=== Section Start ===
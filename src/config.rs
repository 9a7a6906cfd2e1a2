//! Adapter configuration: where the store lives and which list key holds the policy.
//! Values come from defaults, a JSON document, or `POLICY_ADAPTER_*` environment variables.

use std::path::Path;

use serde::{Deserialize, Serialize};

use crate::error::{AdapterError, Result};

pub const DEFAULT_POLICY_KEY: &str = "casbin:policy";

#[derive(Clone, Serialize, Deserialize, Debug, PartialEq, Eq)]
pub struct AdapterConfig {
    /// Full connection descriptor; when set, the individual connection fields are ignored.
    #[serde(default)]
    pub url: Option<String>,
    #[serde(default = "AdapterConfig::default_host")]
    pub host: String,
    #[serde(default = "AdapterConfig::default_port")]
    pub port: u16,
    #[serde(default)]
    pub username: Option<String>,
    #[serde(default)]
    pub password: Option<String>,
    #[serde(default)]
    pub database: i64,
    #[serde(default)]
    pub tls: bool,
    #[serde(default = "AdapterConfig::default_policy_key")]
    pub policy_key: String,
}

impl AdapterConfig {
    fn default_host() -> String { "127.0.0.1".to_string() }
    fn default_port() -> u16 { 6379 }
    fn default_policy_key() -> String { DEFAULT_POLICY_KEY.to_string() }

    /// Defaults overlaid with any `POLICY_ADAPTER_*` variables present in the environment.
    pub fn from_env() -> Result<Self> {
        Self::from_lookup(|name| std::env::var(name).ok())
    }

    /// Same as [`AdapterConfig::from_env`] but reads variables through `lookup`.
    pub fn from_lookup<F: Fn(&str) -> Option<String>>(lookup: F) -> Result<Self> {
        let mut cfg = Self::default();
        if let Some(v) = lookup("POLICY_ADAPTER_URL") { cfg.url = Some(v); }
        if let Some(v) = lookup("POLICY_ADAPTER_HOST") { cfg.host = v; }
        if let Some(v) = lookup("POLICY_ADAPTER_PORT") {
            cfg.port = v.parse().map_err(|_| AdapterError::config(format!("POLICY_ADAPTER_PORT is not a port: {:?}", v)))?;
        }
        if let Some(v) = lookup("POLICY_ADAPTER_DB") {
            cfg.database = v.parse().map_err(|_| AdapterError::config(format!("POLICY_ADAPTER_DB is not a database index: {:?}", v)))?;
        }
        if let Some(v) = lookup("POLICY_ADAPTER_USERNAME") { cfg.username = Some(v); }
        if let Some(v) = lookup("POLICY_ADAPTER_PASSWORD") { cfg.password = Some(v); }
        if let Some(v) = lookup("POLICY_ADAPTER_TLS") {
            cfg.tls = matches!(v.to_ascii_lowercase().as_str(), "1" | "true" | "yes" | "on");
        }
        if let Some(v) = lookup("POLICY_ADAPTER_KEY") { cfg.policy_key = v; }
        cfg.validate()?;
        Ok(cfg)
    }

    pub fn from_json_file(path: impl AsRef<Path>) -> Result<Self> {
        let path = path.as_ref();
        let bytes = std::fs::read(path)
            .map_err(|e| AdapterError::config(format!("cannot read {}: {}", path.display(), e)))?;
        let cfg: Self = serde_json::from_slice(&bytes)
            .map_err(|e| AdapterError::config(format!("cannot parse {}: {}", path.display(), e)))?;
        cfg.validate()?;
        Ok(cfg)
    }

    pub fn validate(&self) -> Result<()> {
        if self.policy_key.is_empty() { return Err(AdapterError::config("policy_key must not be empty")); }
        Ok(())
    }

    /// Connection descriptor: `redis[s]://[user][:password@]host:port/db`.
    pub fn connection_url(&self) -> String {
        if let Some(url) = &self.url { return url.clone(); }
        let scheme = if self.tls { "rediss" } else { "redis" };
        let mut url = format!("{}://", scheme);
        match (&self.username, &self.password) {
            (Some(u), Some(p)) => url.push_str(&format!("{}:{}@", urlencoding::encode(u), urlencoding::encode(p))),
            (Some(u), None) => url.push_str(&format!("{}@", urlencoding::encode(u))),
            (None, Some(p)) => url.push_str(&format!(":{}@", urlencoding::encode(p))),
            (None, None) => {}
        }
        // IPv6 literals need brackets to keep their colons apart from the port
        if self.host.contains(':') && !self.host.starts_with('[') {
            url.push_str(&format!("[{}]", self.host));
        } else {
            url.push_str(&self.host);
        }
        url.push_str(&format!(":{}/{}", self.port, self.database));
        url
    }
}

impl Default for AdapterConfig {
    fn default() -> Self {
        Self {
            url: None,
            host: Self::default_host(),
            port: Self::default_port(),
            username: None,
            password: None,
            database: 0,
            tls: false,
            policy_key: Self::default_policy_key(),
        }
    }
}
=== Section End ===
### Exercise prompt
Give back every entry exactly.

### Answer to this problem
filename src/config.rs
repository 9a7a6906cfd2e1a2
//! Adapter configuration: where the store lives and which list key holds the policy.
//! Values come from defaults, a JSON document, or `POLICY_ADAPTER_*` environment variables.

use std::path::Path;

use serde::{Deserialize, Serialize};

use crate::error::{AdapterError, Result};

pub const DEFAULT_POLICY_KEY: &str = "casbin:policy";

#[derive(Clone, Serialize, Deserialize, Debug, PartialEq, Eq)]
pub struct AdapterConfig {
    /// Full connection descriptor; when set, the individual connection fields are ignored.
    #[serde(default)]
    pub url: Option<String>,
    #[serde(default = "AdapterConfig::default_host")]
    pub host: String,
    #[serde(default = "AdapterConfig::default_port")]
    pub port: u16,
    #[serde(default)]
    pub username: Option<String>,
    #[serde(default)]
    pub password: Option<String>,
    #[serde(default)]
    pub database: i64,
    #[serde(default)]
    pub tls: bool,
    #[serde(default = "AdapterConfig::default_policy_key")]
    pub policy_key: String,
}

impl AdapterConfig {
    fn default_host() -> String { "127.0.0.1".to_string() }
    fn default_port() -> u16 { 6379 }
    fn default_policy_key() -> String { DEFAULT_POLICY_KEY.to_string() }

    /// Defaults overlaid with any `POLICY_ADAPTER_*` variables present in the environment.
    pub fn from_env() -> Result<Self> {
        Self::from_lookup(|name| std::env::var(name).ok())
    }

    /// Same as [`AdapterConfig::from_env`] but reads variables through `lookup`.
    pub fn from_lookup<F: Fn(&str) -> Option<String>>(lookup: F) -> Result<Self> {
        let mut cfg = Self::default();
        if let Some(v) = lookup("POLICY_ADAPTER_URL") { cfg.url = Some(v); }
        if let Some(v) = lookup("POLICY_ADAPTER_HOST") { cfg.host = v; }
        if let Some(v) = lookup("POLICY_ADAPTER_PORT") {
            cfg.port = v.parse().map_err(|_| AdapterError::config(format!("POLICY_ADAPTER_PORT is not a port: {:?}", v)))?;
        }
        if let Some(v) = lookup("POLICY_ADAPTER_DB") {
            cfg.database = v.parse().map_err(|_| AdapterError::config(format!("POLICY_ADAPTER_DB is not a database index: {:?}", v)))?;
        }
        if let Some(v) = lookup("POLICY_ADAPTER_USERNAME") { cfg.username = Some(v); }
        if let Some(v) = lookup("POLICY_ADAPTER_PASSWORD") { cfg.password = Some(v); }
        if let Some(v) = lookup("POLICY_ADAPTER_TLS") {
            cfg.tls = matches!(v.to_ascii_lowercase().as_str(), "1" | "true" | "yes" | "on");
        }
        if let Some(v) = lookup("POLICY_ADAPTER_KEY") { cfg.policy_key = v; }
        cfg.validate()?;
        Ok(cfg)
    }

    pub fn from_json_file(path: impl AsRef<Path>) -> Result<Self> {
        let path = path.as_ref();
        let bytes = std::fs::read(path)
            .map_err(|e| AdapterError::config(format!("cannot read {}: {}", path.display(), e)))?;
        let cfg: Self = serde_json::from_slice(&bytes)
            .map_err(|e| AdapterError::config(format!("cannot parse {}: {}", path.display(), e)))?;
        cfg.validate()?;
        Ok(cfg)
    }

    pub fn validate(&self) -> Result<()> {
        if self.policy_key.is_empty() { return Err(AdapterError::config("policy_key must not be empty")); }
        Ok(())
    }

    /// Connection descriptor: `redis[s]://[user][:password@]host:port/db`.
    pub fn connection_url(&self) -> String {
        if let Some(url) = &self.url { return url.clone(); }
        let scheme = if self.tls { "rediss" } else { "redis" };
        let mut url = format!("{}://", scheme);
        match (&self.username, &self.password) {
            (Some(u), Some(p)) => url.push_str(&format!("{}:{}@", urlencoding::encode(u), urlencoding::encode(p))),
            (Some(u), None) => url.push_str(&format!("{}@", urlencoding::encode(u))),
            (None, Some(p)) => url.push_str(&format!(":{}@", urlencoding::encode(p))),
            (None, None) => {}
        }
        // IPv6 literals need brackets to keep their colons apart from the port
        if self.host.contains(':') && !self.host.starts_with('[') {
            url.push_str(&format!("[{}]", self.host));
        } else {
            url.push_str(&self.host);
        }
        url.push_str(&format!(":{}/{}", self.port, self.database));
        url
    }
}

impl Default for AdapterConfig {
    fn default() -> Self {
        Self {
            url: None,
            host: Self::default_host(),
            port: Self::default_port(),
            username: None,
            password: None,
            database: 0,
            tls: false,
            policy_key: Self::default_policy_key(),
        }
    }
}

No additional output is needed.